**Input for this task**:
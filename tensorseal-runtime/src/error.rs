//! Handoff errors.

use std::fmt;

use tensorseal_core::SealError;

/// Errors from the decrypt-and-load attempt.
///
/// Every variant is terminal: the caller must treat the model as unusable
/// and all acquired runtime resources have already been released. There is
/// no partial-success state.
///
/// `ModelParseFailed` is the practical signal for a wrong key or corrupted
/// ciphertext. The envelope carries no authentication tag, so the two are
/// indistinguishable by design; this layer deliberately does not claim to
/// know *why* the bytes were rejected.
#[derive(Debug, Clone, Copy, PartialEq, Eq)]
pub enum HandoffError {
    /// Decrypt core failure (envelope or key source).
    Seal(SealError),

    /// The runtime rejected the plaintext as a model.
    ModelParseFailed,

    /// Interpreter construction failed.
    InterpreterCreateFailed,

    /// Tensor allocation failed, or the first input tensor came up
    /// missing or unwritable.
    TensorAllocationFailed,

    /// The proof-of-life forward pass failed.
    InvokeFailed,

    /// The first output tensor is missing or has zero byte size.
    OutputUnavailable,
}

impl fmt::Display for HandoffError {
    fn fmt(&self, f: &mut fmt::Formatter<'_>) -> fmt::Result {
        match self {
            Self::Seal(e) => write!(f, "seal error: {}", e),
            Self::ModelParseFailed => write!(f, "model parse failed"),
            Self::InterpreterCreateFailed => write!(f, "interpreter create failed"),
            Self::TensorAllocationFailed => write!(f, "tensor allocation failed"),
            Self::InvokeFailed => write!(f, "invoke failed"),
            Self::OutputUnavailable => write!(f, "output unavailable"),
        }
    }
}

impl std::error::Error for HandoffError {}

impl From<SealError> for HandoffError {
    fn from(e: SealError) -> Self {
        Self::Seal(e)
    }
}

**About this task**:
Pull every line containing "impl" from the entries above and copy it.

**Expected answer**:
impl fmt::Display for HandoffError {
impl std::error::Error for HandoffError {}
impl From<SealError> for HandoffError {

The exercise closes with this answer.